22. Mai 2012·Deutsch·Zürich·Obergericht Zivilkammern·PDF·2,361 Wörter·~12 min·1

Zusammenfassung

Abänderung Kinderunterhalt

Volltext

Obergericht des Kantons Zürich I. Zivilkammer

Geschäfts-Nr.: LZ120008-O/U

Mitwirkend: Oberrichter Dr. R. Klopfer, Vorsitzender, Oberrichter Dr. G. Pfister und Ersatzoberrichter Dr. S. Mazan sowie Gerichtsschreiber lic. iur. F. Rieke Beschluss und Urteil vom 22. Mai 2012

in Sachen

A._____, Kläger und Berufungskläger vertreten durch Rechtsanwalt lic. iur. X._____

gegen

B._____, Beklagte und Berufungsbeklagte vertreten durch Rechtsanwältin lic. iur. Y._____

betreffend Abänderung Kinderunterhalt Berufung gegen ein Urteil des Einzelgerichts im vereinfachten Verfahren am Bezirksgericht Zürich vom 19. März 2012 (FP100053)

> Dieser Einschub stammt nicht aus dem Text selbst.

// tests/combat.rs
use std::cell::RefCell;

use bevy_prng::WyRand;
use rand_core::SeedableRng;

use akthos_idle::Game;
use akthos_idle::data::content::GameContent;
use akthos_idle::engine::combat::{CombatEvent, Encounter, Outcome};
use akthos_idle::engine::{combat_math, elements};
use akthos_idle::model::{
    AiBehavior, EffectKind, Element, Monster, SkillId, Stats, StatusEffect,
};

const PACK: &str = include_str!("../assets/game.json");

fn rng(seed: u64) -> RefCell<WyRand> {
    RefCell::new(WyRand::seed_from_u64(seed))
}

fn dummy(health: i32, attack: i32, behavior: AiBehavior) -> Monster {
    Monster {
        id: "dummy".to_string(),
        name: "Dummy".to_string(),
        stats: Stats::new(attack, 0, 0.0, health, 0.0, 1.5),
        behavior,
        ..Monster::default()
    }
}

/* ──────────────────────────────────────────────────────────────────────────
Damage pipeline
────────────────────────────────────────────────────────────────────────── */

#[test]
fn elemental_cycle_matches_design() {
    assert!((elements::modifier(Element::Fire, Element::Earth) - 1.2).abs() < 1e-9);
    assert!((elements::modifier(Element::Water, Element::Air) - 0.8).abs() < 1e-9);
    assert!((elements::modifier(Element::Neutral, Element::Fire) - 1.0).abs() < 1e-9);
    assert!((elements::modifier(Element::Fire, Element::Fire) - 1.0).abs() < 1e-9);
}

#[test]
fn attack_interval_clamps_speed_and_scales_with_slow() {
    assert!((combat_math::attack_interval(0.0, 1.0) - 2.5).abs() < 1e-9);
    assert!((combat_math::attack_interval(1.0, 1.0) - 0.6).abs() < 1e-9);
    // Over-speed clamps to the floor instead of going negative.
    assert!((combat_math::attack_interval(2.0, 1.0) - 0.6).abs() < 1e-9);
    assert!((combat_math::attack_interval(0.0, 2.0) - 5.0).abs() < 1e-9);
}

#[test]
fn damage_roll_stays_in_the_jitter_band() {
    let r = rng(11);
    // base = 20 - floor(10 * 0.6) = 14, jitter 0.85..1.15
    for _ in 0..200 {
        let roll = combat_math::damage_roll(&r, 20, 10, 0.0, 1.5);
        assert!(!roll.crit, "crit chance 0 must never crit");
        assert!(
            (12..=17).contains(&roll.amount),
            "roll {} outside band",
            roll.amount
        );
    }
}

#[test]
fn guaranteed_crit_multiplies_by_at_least_quarter() {
    let r = rng(12);
    for _ in 0..100 {
        let roll = combat_math::damage_roll(&r, 20, 10, 1.0, 1.0);
        assert!(roll.crit);
        // weakest base roll is 12; the 1.25 floor applies over the 1.0 mult
        assert!(roll.amount >= 15, "crit roll {} too small", roll.amount);
    }
}

#[test]
fn landed_hits_never_deal_zero() {
    let r = rng(13);
    let roll = combat_math::damage_roll(&r, 1, 999, 0.0, 1.5);
    assert_eq!(roll.amount.max(1), roll.amount);
    assert_eq!(combat_math::apply_element(1, 0.8), 1);
    assert_eq!(combat_math::apply_element(10, 1.2), 12);
}

#[test]
fn cooldown_floors_and_readiness() {
    assert!((combat_math::cooldown(2.5, 0.2, 0.0, 0.0) - 2.0).abs() < 1e-9);
    assert!((combat_math::cooldown(2.5, 0.9, 0.5, 0.5) - 0.1).abs() < 1e-9);
    assert!(combat_math::cooldown_ready(1_000, 3_500, 2_500));
    assert!(!combat_math::cooldown_ready(1_000, 3_499, 2_500));
}

/* ──────────────────────────────────────────────────────────────────────────
Encounter simulation
────────────────────────────────────────────────────────────────────────── */

#[test]
fn passive_monsters_never_swing() {
    let r = rng(21);
    let player = Stats::new(10, 0, 0.5, 100, 0.0, 1.5);
    let mut enc = Encounter::new(player, Element::Neutral, None, dummy(40, 50, AiBehavior::Passive));

    let mut ended = false;
    for _ in 0..200 {
        for event in enc.advance(&r, 0.5) {
            assert!(
                !matches!(event, CombatEvent::MonsterHit { .. }),
                "passive monster attacked"
            );
            if let CombatEvent::Ended(outcome) = event {
                assert_eq!(outcome, Outcome::Victory);
                ended = true;
            }
        }
        if ended {
            break;
        }
    }
    assert!(ended, "fight against a passive dummy should end in victory");
    assert!(enc.advance(&r, 1.0).is_empty(), "finished encounters stay quiet");
}

#[test]
fn seeded_encounters_replay_identically() {
    let player = Stats::new(12, 4, 0.3, 80, 0.1, 1.5);
    let monster = || dummy(60, 8, AiBehavior::Aggressive);

    let run = |seed: u64| {
        let r = rng(seed);
        let mut enc = Encounter::new(player, Element::Neutral, None, monster());
        let mut events = Vec::new();
        for _ in 0..400 {
            events.extend(enc.advance(&r, 0.25));
            if !enc.running() {
                break;
            }
        }
        let log: Vec<String> = enc.log().map(str::to_string).collect();
        (events, log)
    };

    let (events_a, log_a) = run(777);
    let (events_b, log_b) = run(777);
    assert_eq!(events_a, events_b);
    assert_eq!(log_a, log_b);
}

#[test]
fn stun_resets_the_attack_timer() {
    let r = rng(31);
    let player = Stats::new(10, 0, 0.5, 100, 0.0, 1.5);
    let mut enc = Encounter::new(player, Element::Neutral, None, dummy(500, 0, AiBehavior::Passive));
    enc.add_player_effect(StatusEffect::new("Stun", EffectKind::Stun, 30.0, 0.0));

    for _ in 0..10 {
        for event in enc.advance(&r, 1.0) {
            assert!(
                !matches!(event, CombatEvent::PlayerHit { .. }),
                "stunned player attacked"
            );
        }
    }
}

#[test]
fn dot_ticks_once_per_accumulated_second() {
    let r = rng(32);
    // Slow player so no swings interfere for the first 2.5 s.
    let player = Stats::new(10, 0, 0.0, 100, 0.0, 1.5);
    let mut enc = Encounter::new(player, Element::Neutral, None, dummy(500, 0, AiBehavior::Passive));
    enc.add_monster_effect(StatusEffect::new("Poison", EffectKind::Dot, 3.5, 2.0));

    let mut ticks = 0;
    let mut expired = false;
    for _ in 0..6 {
        for event in enc.advance(&r, 1.0) {
            match event {
                CombatEvent::EffectTicked { name, amount, heal, .. } if name == "Poison" => {
                    assert_eq!(amount, 2);
                    assert!(!heal);
                    ticks += 1;
                }
                CombatEvent::EffectExpired { name, .. } if name == "Poison" => expired = true,
                _ => {}
            }
        }
    }
    assert_eq!(ticks, 3, "3.5 s effect at 1 tick/s should tick 3 times");
    assert!(expired);
}

#[test]
fn slow_stretches_the_swing_interval() {
    let player = Stats::new(10, 0, 0.5, 100, 0.0, 1.5);
    let mut enc = Encounter::new(player, Element::Neutral, None, dummy(500, 0, AiBehavior::Passive));
    enc.add_player_effect(StatusEffect::new("Chill", EffectKind::Slow, 30.0, 0.5));

    let r = rng(33);
    let _ = enc.advance(&r, 0.0);
    let snap = enc.snapshot();
    // base interval 1.25 s, slowed by 1.5x
    assert!((snap.player_attack_interval - 1.875).abs() < 1e-9);
}

#[test]
fn downed_player_starts_the_next_fight_at_full_health() {
    let player = Stats::new(10, 0, 0.0, 100, 0.0, 1.5);
    let enc = Encounter::new(player, Element::Neutral, Some(0), dummy(10, 0, AiBehavior::Passive));
    assert_eq!(enc.snapshot().player_hp, 100);
}

/* ──────────────────────────────────────────────────────────────────────────
Facade: victory settles rewards
────────────────────────────────────────────────────────────────────────── */

#[test]
fn kill_settles_xp_and_pending_loot() {
    let content = GameContent::load(PACK).expect("pack parses");
    let mut game = Game::new(content, 7);
    game.player_mut().base = Stats::new(50, 20, 0.8, 200, 0.2, 1.6);
    assert!(game.set_training_skill(Some(SkillId::Strength)));

    game.start_encounter("cave_rat", 0).expect("known monster");
    let mut now = 0u64;
    let mut won = false;
    while !won {
        assert!(now < 120_000, "fight against a cave rat should be quick");
        now += 250;
        for event in game.combat_tick(now) {
            match event {
                CombatEvent::Ended(Outcome::Victory) => won = true,
                CombatEvent::Ended(Outcome::Defeat) => panic!("player lost to a cave rat"),
                _ => {}
            }
        }
    }

    assert!(!game.battle_active());
    assert_eq!(game.skill_xp(SkillId::Strength), 12);

    let silver = game
        .pending_loot()
        .iter()
        .find(|s| s.currency && s.id == "silver")
        .expect("silver reward pending");
    assert_eq!(silver.qty, 4);

    game.collect_pending();
    assert_eq!(game.currency("silver"), 4);
    assert!(game.pending_loot().is_empty());
}

#[test]
fn effects_respect_the_resistance_table() {
    let content = GameContent::load(PACK).expect("pack parses");
    let mut game = Game::new(content, 9);
    game.resistances_mut().set(EffectKind::Stun, 1.0);

    game.start_encounter("training_dummy", 0).expect("known monster");
    let stuck = game.apply_player_effect(
        StatusEffect::new("Stun", EffectKind::Stun, 5.0, 0.0),
        1.0,
    );
    assert!(!stuck, "full resistance must block the effect");

    let stuck = game.apply_player_effect(
        StatusEffect::new("Chill", EffectKind::Slow, 5.0, 0.5),
        1.0,
    );
    assert!(stuck, "unresisted certain effect must apply");
}
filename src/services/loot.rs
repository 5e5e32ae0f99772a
//! Named loot tables with uniform picks. Rolls are fully determined by the
//! RNG state, so a seeded run reproduces exactly.

use std::cell::RefCell;
use std::collections::BTreeMap;

use bevy_prng::WyRand;

use crate::rules::rng;

#[derive(Clone, Debug, Default)]
pub struct LootTables {
    tables: BTreeMap<String, Vec<String>>,
}

impl LootTables {
    pub fn register(&mut self, id: impl Into<String>, entries: Vec<String>) {
        self.tables.insert(id.into(), entries);
    }

    pub fn roll(&self, table_id: &str, rng: &RefCell<WyRand>) -> Option<&str> {
        let table = self.tables.get(table_id)?;
        rng::pick(rng, table).map(String::as_str)
    }

    pub fn table(&self, table_id: &str) -> Option<&[String]> {
        self.tables.get(table_id).map(Vec::as_slice)
    }
}
/// Damage pipeline and attack timing, kept pure so tests can pin rolls
/// with a seeded RNG.
use std::cell::RefCell;

use bevy_prng::WyRand;

use crate::rules::rng;

#[derive(Clone, Copy, Debug, PartialEq, Eq)]
pub struct DamageRoll {
    pub amount: i32,
    pub crit: bool,
}

/// Seconds between attacks for a speed stat in 0..1; slows multiply the
/// interval. Fastest possible swing is 0.6 s.
#[inline]
pub fn attack_interval(speed: f64, slow_mult: f64) -> f64 {
    (2.5 - speed.clamp(0.0, 1.0) * 2.5).max(0.6) * slow_mult
}

/// One attack roll: base damage reduced by 60% of defense, jittered by
/// 0.85..1.15, with a crit multiplying by at least 1.25. Never below 1.
pub fn damage_roll(
    rng: &RefCell<WyRand>,
    attack: i32,
    defense: i32,
    crit_chance: f64,
    crit_multiplier: f64,
) -> DamageRoll {
    let base = (attack - (defense as f64 * 0.6) as i32).max(1);
    let mut roll = (base as f64 * rng::damage_jitter(rng)).round() as i32;
    let crit = rng::chance(rng, crit_chance);
    if crit {
        roll = (roll as f64 * crit_multiplier.max(1.25)).round() as i32;
    }
    DamageRoll {
        amount: roll.max(1),
        crit,
    }
}

/// Scale damage by an elemental modifier; a landed hit always deals at least 1.
#[inline]
pub fn apply_element(damage: i32, modifier: f64) -> i32 {
    ((damage as f64 * modifier).round() as i32).max(1)
}

/// Attack cooldown after gear, potion, and buff speed bonuses. Floors at 0.1 s.
#[inline]
pub fn cooldown(base_secs: f64, gear_speed: f64, potion_bonus: f64, buff_bonus: f64) -> f64 {
    (base_secs * (1.0 - gear_speed - potion_bonus - buff_bonus)).max(0.1)
}

#[inline]
pub fn cooldown_ready(last_attack_at_ms: u64, now_ms: u64, cooldown_ms: u64) -> bool {
    now_ms.saturating_sub(last_attack_at_ms) >= cooldown_ms
}
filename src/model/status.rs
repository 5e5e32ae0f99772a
use std::collections::BTreeMap;

use serde::{Deserialize, Serialize};

/// Just enough structure to model common RPG effects (damage over time,
/// heal over time, stun and slow) without pulling in a full component system.
#[derive(
    Clone, Copy, Debug, PartialEq, Eq, PartialOrd, Ord, Hash, Serialize, Deserialize,
)]
#[serde(rename_all = "SCREAMING_SNAKE_CASE")]
pub enum EffectKind {
    Dot,
    Hot,
    Stun,
    Slow,
}

/// A live status effect. Dot/Hot tick once per accumulated second;
/// `value` is damage or healing per tick, or the slow fraction for Slow.
#[derive(Clone, Debug, PartialEq, Serialize, Deserialize)]
pub struct StatusEffect {
    pub name: String,
    pub kind: EffectKind,
    pub remaining_secs: f64,
    pub value: f64,
    #[serde(default)]
    pub tick_acc: f64,
}

impl StatusEffect {
    pub fn new(name: impl Into<String>, kind: EffectKind, duration_secs: f64, value: f64) -> Self {
        Self {
            name: name.into(),
            kind,
            remaining_secs: duration_secs,
            value,
            tick_acc: 0.0,
        }
    }

    pub fn active(&self) -> bool {
        self.remaining_secs > 0.0
    }
}

/// Resistance values against status effect kinds, in [0, 1].
#[derive(Clone, Debug, Default)]
pub struct ResistanceTable {
    resistances: BTreeMap<EffectKind, f64>,
}

impl ResistanceTable {
    pub fn set(&mut self, kind: EffectKind, value: f64) {
        self.resistances.insert(kind, value.clamp(0.0, 1.0));
    }

    /// Subtract resistance from a base application chance, clamped to [0, 1].
    pub fn apply(&self, kind: EffectKind, base_chance: f64) -> f64 {
        let resist = self.resistances.get(&kind).copied().unwrap_or(0.0);
        (base_chance - resist).clamp(0.0, 1.0)
    }
}
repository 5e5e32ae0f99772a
// tests/offline.rs
use akthos_idle::Game;
use akthos_idle::data::content::GameContent;
use akthos_idle::engine::actions::{ActionRunner, MAX_OFFLINE_MS};
use akthos_idle::engine::offline;
use akthos_idle::model::{ActionDef, Job, PlayerCharacter, SkillId};

const PACK: &str = include_str!("../assets/game.json");

fn chopping() -> ActionDef {
    ActionDef {
        id: "chop".to_string(),
        name: "Chop".to_string(),
        skill: SkillId::Woodcutting,
        duration_ms: 3_000,
        exp: 8,
        outputs: [("oak_log".to_string(), 1)].into_iter().collect(),
        req_level: 1,
    }
}

/* ──────────────────────────────────────────────────────────────────────────
Job catch-up
────────────────────────────────────────────────────────────────────────── */

#[test]
fn jobs_award_whole_ticks_on_catchup() {
    let mut jobs = vec![Job {
        interval_ms: 1_000,
        xp_per_tick: 5,
        currency_per_tick: 2,
        ..Job::default()
    }];
    let ticks = offline::catch_up_jobs(&mut jobs, 0, 3_000);
    assert_eq!(ticks, 3);
    assert_eq!(jobs[0].accumulated_xp, 15);
    assert_eq!(jobs[0].accumulated_currency, 6);
    assert_eq!(jobs[0].progress_ms, 0);
}

#[test]
fn job_progress_keeps_the_remainder() {
    let mut job = Job {
        interval_ms: 1_000,
        xp_per_tick: 5,
        currency_per_tick: 2,
        ..Job::default()
    };
    let ticks = offline::apply_job_progress(&mut job, 2_500);
    assert_eq!(ticks, 2);
    assert_eq!(job.progress_ms, 500);
    assert_eq!(job.accumulated_xp, 10);
    assert_eq!(job.accumulated_currency, 4);
}

#[test]
fn zero_interval_jobs_are_inert() {
    let mut job = Job::default();
    assert_eq!(offline::apply_job_progress(&mut job, 10_000), 0);
    assert_eq!(job, Job::default());
}

#[test]
fn clock_moving_backwards_awards_nothing() {
    let mut jobs = vec![Job {
        interval_ms: 1_000,
        xp_per_tick: 5,
        ..Job::default()
    }];
    assert_eq!(offline::catch_up_jobs(&mut jobs, 5_000, 3_000), 0);
}

/* ──────────────────────────────────────────────────────────────────────────
Action loop
────────────────────────────────────────────────────────────────────────── */

#[test]
fn poll_grants_each_completed_cycle_exactly_once() {
    let mut player = PlayerCharacter::default();
    let mut runner = ActionRunner::start(chopping(), 0);

    assert_eq!(runner.poll(&mut player, 2_999).cycles, 0);
    let report = runner.poll(&mut player, 3_000);
    assert_eq!(report.cycles, 1);
    assert_eq!(report.xp, 8);
    assert_eq!(player.item_count("oak_log"), 1);

    // Nothing new until the next cycle boundary.
    assert_eq!(runner.poll(&mut player, 5_999).cycles, 0);
    assert_eq!(runner.poll(&mut player, 9_100).cycles, 2);
    assert_eq!(player.item_count("oak_log"), 3);
    assert_eq!(player.skill_xp(SkillId::Woodcutting), 24);
}

#[test]
fn progress_reports_percent_of_the_cycle() {
    let runner = ActionRunner::start(chopping(), 0);
    assert_eq!(runner.progress(1_500).percent, 50);
    assert_eq!(runner.progress(1_500).remaining_ms, 1_500);
    assert_eq!(runner.progress(99_999).percent, 100);
}

#[test]
fn resume_carries_partial_progress_into_the_live_cycle() {
    let mut player = PlayerCharacter::default();
    let (runner, report) = ActionRunner::resume(chopping(), &mut player, 0, 7_500);
    assert_eq!(report.cycles, 2);
    assert_eq!(player.item_count("oak_log"), 2);
    assert_eq!(runner.started_at(), 6_000);
    assert_eq!(runner.progress(7_500).percent, 50);
}

#[test]
fn resume_caps_the_absence() {
    let mut player = PlayerCharacter::default();
    let ten_hours = 10 * 60 * 60 * 1_000;
    let (_, report) = ActionRunner::resume(chopping(), &mut player, 0, ten_hours);
    assert_eq!(report.cycles, MAX_OFFLINE_MS / 3_000);
    assert_eq!(player.item_count("oak_log"), (MAX_OFFLINE_MS / 3_000) as i64);
}

#[test]
fn currency_outputs_land_in_the_ledger() {
    let mut player = PlayerCharacter::default();
    let busking = ActionDef {
        id: "busk".to_string(),
        name: "Busk".to_string(),
        skill: SkillId::Community,
        duration_ms: 1_000,
        exp: 6,
        outputs: [("currency:silver".to_string(), 2)].into_iter().collect(),
        req_level: 1,
    };
    let mut runner = ActionRunner::start(busking, 0);
    runner.poll(&mut player, 5_000);
    assert_eq!(player.currency("silver"), 10);
    assert!(player.bag.is_empty());
}

/* ──────────────────────────────────────────────────────────────────────────
Facade: restore + catch up
────────────────────────────────────────────────────────────────────────── */

#[test]
fn restored_session_pays_out_jobs_and_the_running_action() {
    let content = GameContent::load(PACK).expect("pack parses");
    let mut game = Game::new(content, 1);
    game.start_action("chop_oak", 0).expect("chop_oak unlocked at level 1");
    game.add_job(Job {
        interval_ms: 60_000,
        xp_per_tick: 1,
        currency_per_tick: 1,
        ..Job::default()
    });
    let save = game.snapshot(0);

    let content = GameContent::load(PACK).expect("pack parses");
    let mut restored = Game::from_save(content, save, 1);
    let report = restored.catch_up(3_600_000);

    assert_eq!(report.elapsed_ms, 3_600_000);
    assert_eq!(report.job_ticks, 60);
    let action = report.action.expect("running action resumed");
    assert_eq!(action.cycles, 1_200);
    assert_eq!(restored.player().item_count("oak_log"), 1_200);
    assert!(restored.running_action().is_some());
    assert_eq!(restored.jobs()[0].accumulated_xp, 60);
}

#[test]
fn action_level_gates_are_enforced() {
    let content = GameContent::load(PACK).expect("pack parses");
    let mut game = Game::new(content, 2);
    let err = game.start_action("deep_vein", 0).unwrap_err();
    assert_eq!(
        err,
        akthos_idle::game::ActionError::LevelTooLow {
            skill: SkillId::Mining,
            required: 15
        }
    );
}
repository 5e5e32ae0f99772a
use serde::{Deserialize, Serialize};

/// All skills (combat + non-combat).
#[derive(
    Clone, Copy, Debug, PartialEq, Eq, PartialOrd, Ord, Hash, Serialize, Deserialize,
)]
#[serde(rename_all = "SCREAMING_SNAKE_CASE")]
pub enum SkillId {
    // Combat
    Attack,
    Strength,
    Defense,
    Archery,
    Magic,
    Hp,
    // Non-combat
    Woodcutting,
    Mining,
    Fishing,
    Gathering,
    Hunting,
    Crafting,
    Smithing,
    Cooking,
    Alchemy,
    Tailoring,
    Carpentry,
    Enchanting,
    Community,
    Harvesting,
}

impl SkillId {
    pub const ALL: [SkillId; 20] = [
        SkillId::Attack,
        SkillId::Strength,
        SkillId::Defense,
        SkillId::Archery,
        SkillId::Magic,
        SkillId::Hp,
        SkillId::Woodcutting,
        SkillId::Mining,
        SkillId::Fishing,
        SkillId::Gathering,
        SkillId::Hunting,
        SkillId::Crafting,
        SkillId::Smithing,
        SkillId::Cooking,
        SkillId::Alchemy,
        SkillId::Tailoring,
        SkillId::Carpentry,
        SkillId::Enchanting,
        SkillId::Community,
        SkillId::Harvesting,
    ];

    pub fn is_combat(self) -> bool {
        matches!(
            self,
            SkillId::Attack
                | SkillId::Strength
                | SkillId::Defense
                | SkillId::Archery
                | SkillId::Magic
                | SkillId::Hp
        )
    }

    /// Stable lowercase key for rate tracking and display.
    pub fn as_str(self) -> &'static str {
        match self {
            SkillId::Attack => "attack",
            SkillId::Strength => "strength",
            SkillId::Defense => "defense",
            SkillId::Archery => "archery",
            SkillId::Magic => "magic",
            SkillId::Hp => "hp",
            SkillId::Woodcutting => "woodcutting",
            SkillId::Mining => "mining",
            SkillId::Fishing => "fishing",
            SkillId::Gathering => "gathering",
            SkillId::Hunting => "hunting",
            SkillId::Crafting => "crafting",
            SkillId::Smithing => "smithing",
            SkillId::Cooking => "cooking",
            SkillId::Alchemy => "alchemy",
            SkillId::Tailoring => "tailoring",
            SkillId::Carpentry => "carpentry",
            SkillId::Enchanting => "enchanting",
            SkillId::Community => "community",
            SkillId::Harvesting => "harvesting",
        }
    }
}
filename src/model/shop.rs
use serde::{Deserialize, Serialize};

/// One vendor listing. `stock: None` means infinite supply.
#[derive(Clone, Debug, Serialize, Deserialize)]
pub struct ShopEntry {
    pub id: String,
    pub item_id: String,
    /// Optional display override.
    #[serde(default)]
    pub name: Option<String>,
    #[serde(default)]
    pub price_gold: u32,
    #[serde(default)]
    pub price_silver: u32,
    #[serde(default)]
    pub stock: Option<u32>,
}
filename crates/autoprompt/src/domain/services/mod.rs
//! Domain Services
//!
//! Pure, synchronous logic over domain entities.
//! - prompt_assembler: PromptSpec to labeled prompt text
//! - template_catalog: Built-in prompt templates

mod prompt_assembler;
mod template_catalog;

pub use prompt_assembler::*;
pub use template_catalog::*;
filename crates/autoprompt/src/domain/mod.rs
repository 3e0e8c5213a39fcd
//! Domain Layer
//!
//! Pure domain logic without infrastructure dependencies.
//! Contains entities, value objects, domain services, and errors.

pub mod entities;
pub mod errors;
pub mod services;
pub mod value_objects;

// Re-exports for convenience
pub use entities::*;
pub use errors::*;
pub use services::*;
pub use value_objects::*;
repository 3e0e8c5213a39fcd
//! Infrastructure Adapters
//!
//! Implementations of domain ports for external systems.

pub mod gemini;
pub mod postgres;

// Re-exports
pub use gemini::GeminiClient;
pub use postgres::PgHistoryRepository;
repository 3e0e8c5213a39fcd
//! AutoPrompt Data Models
//!
//! - Prompt: generation and template requests/responses
//! - History: stored records, queries and stats

mod history;
mod prompt;

pub use history::*;
pub use prompt::*;
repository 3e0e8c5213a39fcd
//! Completion Client Port
//!
//! Abstract interface for the generative text provider. Each call is one
//! outbound request with the fixed [`GenerationConfig`].
//!
//! [`GenerationConfig`]: crate::domain::GenerationConfig

use async_trait::async_trait;

use crate::domain::AiResult;

/// Generative text provider
///
/// Implementations never return an error: transport failures, bad statuses
/// and unexpected bodies are reported as [`AiResult::Failed`].
///
/// # Example
///
/// ```rust,ignore
/// use autoprompt::ports::CompletionClient;
///
/// struct GeminiClient { /* ... */ }
///
/// #[async_trait]
/// impl CompletionClient for GeminiClient {
///     async fn complete(&self, prompt: &str) -> AiResult {
///         // POST generateContent
///     }
///     // ...
/// }
/// ```
#[async_trait]
pub trait CompletionClient: Send + Sync {
    /// Generate text for a prompt
    async fn complete(&self, prompt: &str) -> AiResult;

    /// Provider name for logs (e.g., "gemini")
    fn provider_name(&self) -> &str;
}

- 2 - Rechtsbegehren: Gemäss Klageschrift (Urk. 1): "1. Es sei die Unterhaltspflicht rückwirkend ab tt.mm.2005 auf den Betrag CHF 0 (null) zu setzen. 2. Es sei aufschiebende Wirkung beizufügen. 3. Es sei unentgeltlich Prozessführung & unentgeltlich Prozessvertretung zu gewähren. 4. Es sei kostendeckende Prozessentschädigung und angemessene Genugtuung zu Gunsten des Gesuchstellers zu gewähren. 5. Es sei ein Verfahren gem. Art. 6-1/2/3 EMRK zu gewährleisten und zu verwirklichen." Gemäss Modifikation an Fortsetzung der Hauptverhandlung (Urk. 56): "1. Die Unterhaltszahlungen des Gesuchstellers an die Gesuchsgegnerin seien per 4. Juli 2006 bzw. per 22. Februar 2010 aufzuheben. Eventualiter sei dem Gesuchsteller unter Aufhebung der finanziellen Unterhaltspflicht die persönliche Kinderbetreuung von B._____ angemessen zu übertragen. 2. Die Niederschrift der audiomechanischen Datei (Tonband) durch den Gesuchsteller sei zum alleinigen Gerichtsprotokoll der Verhandlung vom 19. November 2010 zu erheben. 3. Alles unter Kosten- und Entschädigungsfolgen zuzüglich 8% Mehrwertsteuer zulasten der Gesuchsgegnerin bzw. der Staatskasse." Urteil des Bezirksgerichts Zürich: 1. Die Klage wird abgewiesen. 2. Die Gerichtsgebühr wird festgesetzt auf Fr. 5'000.-- (Pauschalgebühr). Allfällige weitere Auslagen bleiben vorbehalten. 3. Die Kosten werden dem Kläger auferlegt. 4. Der Kläger wird verpflichtet, der unentgeltlichen Rechtsvertreterin der Beklagten eine Prozessentschädigung von Fr. 5563.40 (inkl. Mehrwertsteuer) zu bezahlen. Diese Entschädigung wird Rechtsanwältin lic.iur. Y._____ aus der Gerichtskasse geleistet. Der Anspruch von Rechtsanwältin lic.iur. Y._____ geht vollumfänglich auf die Gerichtkasse über (§ 89 Abs. 2 und 3 ZPO/ZH). 5. [Schriftliche Mitteilung] 6. [Berufung 30 Tage]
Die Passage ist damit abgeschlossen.